One Night Wife (The Confidence Game 1) - Page 89

“I’m a con man.” He closed his eyes a moment, bracing himself, and that worried her more than anything he’d said. “The whole of Sherwood is a con. Has been for generations. My great-granddad chose the name Sherwood when he aligned with three other crime families with the idea that wealth needed to be redistributed from the rich to people who needed it more.”

“But you have that shiny office and… No.” She shoulder-bumped him and pointed to the floor. “Nice try. Funny hah hah. On your knee, con man.”

He squeezed her hand. “We pay our rent. We pay taxes. But we also take money from people who can afford to lose it and are too arrogant to know they’re being conned, and we redistribute it to where it can do good.”

Cal wasn’t smiling. There wasn’t a hint of it in his eyes, not hiding in the tiny muscles there, not dancing around his flatlined lips or across his brow. He’d taught her how to read a liar. She went cold and pulled her hand from his grip. “You’re a thief?”

“We don’t steal. We’re not bank robbers. We convince people to give us money.”

“How? Was it only one time, because, I guess that—”

“Fin, it’s all the time. It’s my whole life. It’s everything we do and have done for generations.”

What was he saying? It didn’t make sense. “You’re a salesman. You talked people into giving you money for Everlasting. They didn’t have to do it. You didn’t hold them up at gunpoint or steal their credit cards.”

“That’s the art of the con.”

He was saying what she already knew about him—that he could get people to do what he wanted them to do without directly asking for it.

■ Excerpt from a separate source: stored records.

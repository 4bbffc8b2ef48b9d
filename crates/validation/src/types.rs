use std::collections::HashMap;

use chrono::NaiveDate;
use serde::{Deserialize, Serialize};
use strum::{AsRefStr, Display, EnumString, VariantArray};

use crate::error::ValidationError;
use crate::slot::MealFamily;

/// One cell of a candidate weekly plan
#[derive(Debug, Clone, Default, PartialEq, Serialize, Deserialize)]
pub struct ScheduledMeal {
    /// Day name as written by the generator ("Tuesday")
    pub day: String,
    /// Meal-slot type ("breakfast", "afternoon-snack", ...)
    pub meal_type: String,
    #[serde(default)]
    pub recipe_id: Option<String>,
    #[serde(default)]
    pub recipe_name: Option<String>,
    #[serde(default)]
    pub servings: Option<u32>,
    #[serde(default)]
    pub notes: Option<String>,
    /// Reheated food cooked on an earlier day
    #[serde(default, alias = "isLeftover")]
    pub is_leftover: bool,
    /// Day whose cooking produced this leftover
    #[serde(default, alias = "batchCookSourceDay", alias = "batch_cook_source_day")]
    pub source_day: Option<String>,
}

impl ScheduledMeal {
    pub fn new(day: &str, meal_type: &str, recipe_id: &str) -> Self {
        Self {
            day: day.to_string(),
            meal_type: meal_type.to_string(),
            recipe_id: Some(recipe_id.to_string()),
            ..Default::default()
        }
    }

    pub fn named(mut self, name: &str) -> Self {
        self.recipe_name = Some(name.to_string());
        self
    }

    pub fn with_servings(mut self, servings: u32) -> Self {
        self.servings = Some(servings);
        self
    }

    pub fn with_notes(mut self, notes: &str) -> Self {
        self.notes = Some(notes.to_string());
        self
    }

    /// Mark as a leftover of the dish cooked on `source_day`
    pub fn leftover_from(mut self, source_day: &str) -> Self {
        self.is_leftover = true;
        self.source_day = Some(source_day.to_string());
        self
    }

    /// Human-readable label used in findings
    pub fn display_name(&self) -> &str {
        self.recipe_name
            .as_deref()
            .or(self.recipe_id.as_deref())
            .unwrap_or("Unnamed meal")
    }

    pub fn family(&self) -> Option<MealFamily> {
        MealFamily::of(&self.meal_type)
    }

    /// Whether the free-text note declares batch cooking or leftovers
    pub fn notes_mention_batch(&self) -> bool {
        const KEYWORDS: [&str; 6] = [
            "batch",
            "leftover",
            "left over",
            "left-over",
            "reheat",
            "cook once",
        ];

        self.notes
            .as_deref()
            .map(|notes| {
                let notes = notes.to_ascii_lowercase();
                KEYWORDS.iter().any(|keyword| notes.contains(keyword))
            })
            .unwrap_or(false)
    }
}

/// A recipe use recorded before the candidate week
#[derive(Debug, Clone, PartialEq, Eq, Serialize, Deserialize)]
pub struct UsageHistoryEntry {
    pub recipe_id: String,
    pub used_on: NaiveDate,
    #[serde(default)]
    pub meal_type: String,
}

/// Minimum days between two cooked uses of a recipe, per meal family
#[derive(Debug, Clone, Copy, PartialEq, Eq, Serialize, Deserialize)]
#[serde(default)]
pub struct CooldownSettings {
    pub dinner_days: u32,
    pub lunch_days: u32,
    pub breakfast_days: u32,
    pub snack_days: u32,
}

impl Default for CooldownSettings {
    fn default() -> Self {
        Self {
            dinner_days: 14,
            lunch_days: 7,
            breakfast_days: 3,
            snack_days: 2,
        }
    }
}

impl CooldownSettings {
    /// Cooldown for a family; slot types outside the four families use the
    /// dinner cooldown
    pub fn for_family(&self, family: Option<MealFamily>) -> u32 {
        match family {
            Some(MealFamily::Breakfast) => self.breakfast_days,
            Some(MealFamily::Lunch) => self.lunch_days,
            Some(MealFamily::Snack) => self.snack_days,
            Some(MealFamily::Dinner) | None => self.dinner_days,
        }
    }
}

/// How tightly the plan's nutrition must follow the profile targets
#[derive(
    EnumString,
    Display,
    AsRefStr,
    VariantArray,
    Serialize,
    Deserialize,
    Clone,
    Copy,
    Debug,
    Default,
    PartialEq,
    Eq,
)]
#[strum(serialize_all = "snake_case", ascii_case_insensitive)]
#[serde(rename_all = "snake_case")]
pub enum MacroMode {
    Strict,
    #[default]
    Balanced,
    /// Tight on Monday to Friday, relaxed at the weekend
    WeekdayDiscipline,
    /// Flat daily band; weekday deficits are expected to offset weekend surplus
    CalorieBanking,
}

impl MacroMode {
    /// Parse a configured mode, accepting `-` or `_` as word separators
    pub fn from_setting(value: &str) -> Result<Self, ValidationError> {
        value
            .trim()
            .replace('-', "_")
            .parse()
            .map_err(|_| ValidationError::UnknownMacroMode(value.to_string()))
    }

    /// Accepted fractional deviation from target for a weekday or weekend day
    pub fn tolerance(self, weekend: bool) -> f64 {
        match self {
            MacroMode::Strict => 0.05,
            MacroMode::Balanced => 0.10,
            MacroMode::WeekdayDiscipline if weekend => 0.25,
            MacroMode::WeekdayDiscipline => 0.05,
            MacroMode::CalorieBanking => 0.15,
        }
    }
}

/// Per-user planning configuration
#[derive(Debug, Clone, PartialEq, Serialize, Deserialize)]
#[serde(default)]
pub struct PlanSettings {
    pub cooldowns: CooldownSettings,
    pub macro_mode: MacroMode,
    /// Most important first
    pub priorities: Vec<String>,
}

impl Default for PlanSettings {
    fn default() -> Self {
        Self {
            cooldowns: CooldownSettings::default(),
            macro_mode: MacroMode::default(),
            priorities: vec!["variety".to_string(), "cost".to_string()],
        }
    }
}

impl PlanSettings {
    pub fn from_json(json: &str) -> Result<Self, ValidationError> {
        Ok(serde_json::from_str(json)?)
    }

    /// Whether "macros" is among the three highest priorities
    pub fn prioritizes_macros(&self) -> bool {
        self.priorities
            .iter()
            .take(3)
            .any(|priority| priority.trim().eq_ignore_ascii_case("macros"))
    }
}

/// Daily nutrition targets for one household member
#[derive(Debug, Clone, Default, PartialEq, Serialize, Deserialize)]
#[serde(default)]
pub struct NutritionProfile {
    pub name: Option<String>,
    pub daily_calories: f64,
    pub daily_protein_g: f64,
    pub daily_carbs_g: f64,
    pub daily_fat_g: f64,
    pub tracking_enabled: bool,
}

impl NutritionProfile {
    /// Tracking is on and there is a calorie or protein target to track
    pub fn is_trackable(&self) -> bool {
        self.tracking_enabled && (self.daily_calories > 0.0 || self.daily_protein_g > 0.0)
    }
}

/// Per-serving nutrition of a recipe
#[derive(Debug, Clone, Default, PartialEq, Serialize, Deserialize)]
pub struct RecipeNutrition {
    pub recipe_id: String,
    pub calories: f64,
    #[serde(default)]
    pub protein_g: f64,
    #[serde(default)]
    pub carbs_g: f64,
    #[serde(default)]
    pub fat_g: f64,
}

/// Recipe id to the meal-slot types the recipe may fill
pub type RecipeSlotCatalog = HashMap<String, Vec<String>>;

fn default_true() -> bool {
    true
}

/// Optional inputs and switches for a validation run
#[derive(Debug, Clone, PartialEq, Serialize, Deserialize)]
#[serde(default)]
pub struct ValidationOptions {
    /// Families allowed to repeat freely (e.g. the same breakfast every day)
    pub exempt_families: Vec<MealFamily>,
    /// Pre-packaged products grabbed from the pantry rather than cooked
    pub product_recipe_ids: Vec<String>,
    pub nutrition_profiles: Vec<NutritionProfile>,
    pub recipe_nutrition: Vec<RecipeNutrition>,
    /// A dinner recipe may fill a lunch slot (never the reverse)
    pub allow_dinner_for_lunch: bool,
    #[serde(default = "default_true")]
    pub check_meal_slots: bool,
    #[serde(default = "default_true")]
    pub check_macros: bool,
}

impl Default for ValidationOptions {
    fn default() -> Self {
        Self {
            exempt_families: Vec::new(),
            product_recipe_ids: Vec::new(),
            nutrition_profiles: Vec::new(),
            recipe_nutrition: Vec::new(),
            allow_dinner_for_lunch: false,
            check_meal_slots: true,
            check_macros: true,
        }
    }
}

/// Parse configured family names
pub fn parse_families(values: &[String]) -> Result<Vec<MealFamily>, ValidationError> {
    values
        .iter()
        .map(|value| {
            MealFamily::of(value)
                .ok_or_else(|| ValidationError::UnknownMealFamily(value.to_string()))
        })
        .collect()
}

#[cfg(test)]
mod tests {
    use super::*;

    #[test]
    fn test_macros_priority_must_be_in_top_three() {
        let mut settings = PlanSettings {
            priorities: vec!["variety".into(), "Macros".into(), "cost".into()],
            ..Default::default()
        };
        assert!(settings.prioritizes_macros());

        settings.priorities = vec![
            "variety".into(),
            "cost".into(),
            "time".into(),
            "macros".into(),
        ];
        assert!(!settings.prioritizes_macros());
    }

    #[test]
    fn test_macro_mode_from_setting() {
        assert_eq!(
            MacroMode::from_setting("weekday-discipline").unwrap(),
            MacroMode::WeekdayDiscipline
        );
        assert_eq!(
            MacroMode::from_setting("CALORIE_BANKING").unwrap(),
            MacroMode::CalorieBanking
        );
        assert!(MacroMode::from_setting("keto").is_err());
    }

    #[test]
    fn test_tolerance_bands() {
        assert_eq!(MacroMode::Strict.tolerance(true), 0.05);
        assert_eq!(MacroMode::Balanced.tolerance(false), 0.10);
        assert_eq!(MacroMode::WeekdayDiscipline.tolerance(false), 0.05);
        assert_eq!(MacroMode::WeekdayDiscipline.tolerance(true), 0.25);
        assert_eq!(MacroMode::CalorieBanking.tolerance(true), 0.15);
    }

    #[test]
    fn test_cooldown_for_unknown_family_uses_dinner() {
        let cooldowns = CooldownSettings::default();
        assert_eq!(cooldowns.for_family(None), cooldowns.dinner_days);
        assert_eq!(cooldowns.for_family(Some(MealFamily::Snack)), 2);
    }

    #[test]
    fn test_notes_mention_batch() {
        let meal = ScheduledMeal::new("Monday", "dinner", "r1").with_notes("Double BATCH for Wed");
        assert!(meal.notes_mention_batch());

        let meal = ScheduledMeal::new("Monday", "dinner", "r1").with_notes("Serve with rice");
        assert!(!meal.notes_mention_batch());
    }

    #[test]
    fn test_scheduled_meal_accepts_camel_case_leftover_fields() {
        let json = r#"{
            "day": "Thursday",
            "meal_type": "dinner",
            "recipe_id": "chili",
            "isLeftover": true,
            "batchCookSourceDay": "Tuesday"
        }"#;
        let meal: ScheduledMeal = serde_json::from_str(json).unwrap();
        assert!(meal.is_leftover);
        assert_eq!(meal.source_day.as_deref(), Some("Tuesday"));
    }

    #[test]
    fn test_options_default_enable_optional_checks() {
        let options: ValidationOptions = serde_json::from_str("{}").unwrap();
        assert!(options.check_meal_slots);
        assert!(options.check_macros);
        assert!(!options.allow_dinner_for_lunch);
    }

    #[test]
    fn test_parse_families() {
        let families = parse_families(&["Breakfast".into(), "dessert".into()]).unwrap();
        assert_eq!(families, vec![MealFamily::Breakfast, MealFamily::Snack]);
        assert!(parse_families(&["brunch".into()]).is_err());
    }
}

“None of what we do is real.”

She stood, hands to her head. “No. No. You’d get caught like Lenny’s dad.”

“We don’t get caught. We’re the best in the business. We have rules and procedures to keep ourselves honest, and we spend time and money taking down other cons who prey on disadvantaged people.”

That was pride she’d heard in Cal’s voice. She backed away, shaking her head. It was going to pop off her neck, hit the ceiling, and brain matter would splatter all over the room. “You’re telling me you’re a fraud, a scam artist, a criminal. You and Zeke and Halsey, Sherin and Tresna.”

“And Rory and Mom and Dad, though he’s pretty

much retired now.”

“Retired.” She laughed. Could a thief retire? “This isn’t normal.”

“It’s all too normal. Everyone lies, and everyone scams. So much of what we think of as truth is a distortion designed to push an idea.”

“You’re making it sound like you run a giant shell game, and it’s all harmless fun.”

“We are running a very large, very sophisticated shell game, and the only people harmed are those who can afford to pay or deserve to be taught a lesson.”

“This can’t be real.” For a moment she considered she was being pranked. Cal could pull it off. He was a better actor than she was.

“It’s a lot to take in,” he said. She didn’t want to take it in. “I’m going to show you something that will prove it.” He left the sitting room and returned with his laptop. He logged on and opened a couple of programs, typed in a bunch of long passwords, then turned the screen to face her.

“This is the family’s secret offshore bank account. We have shadow accounts for everything else. You’re looking at all the legitimate transactions for Everlasting, Brainstorm and the other work we’re doing.”

She sat beside him but turned her face away. “I don’t want to hear any more.”

“It’s only part of the story. Look, here’s the money coming in. But see where it’s going.”

She shouldn’t have looked. She should’ve run screaming from the house and called the cops. The numbers all blurred, too many zeroes. But the words didn’t. Money was going out to wildlife refuges and conservation groups, to green product manufacturers and medical research. There was funding for AIDS vaccinations and cataract operations and albatross rehoming. She still didn’t understand. It made what Cal was doing look like what she was doing with D4D, but on a massive scale.

A massive criminal scale.

“But you could ask for the money instead, like a normal charity or cause.”

“You stood on a barstool twice and asked for money and you hardly raised a cent.”

“But I didn’t have the right connections, and I wasn’t asking the right people.”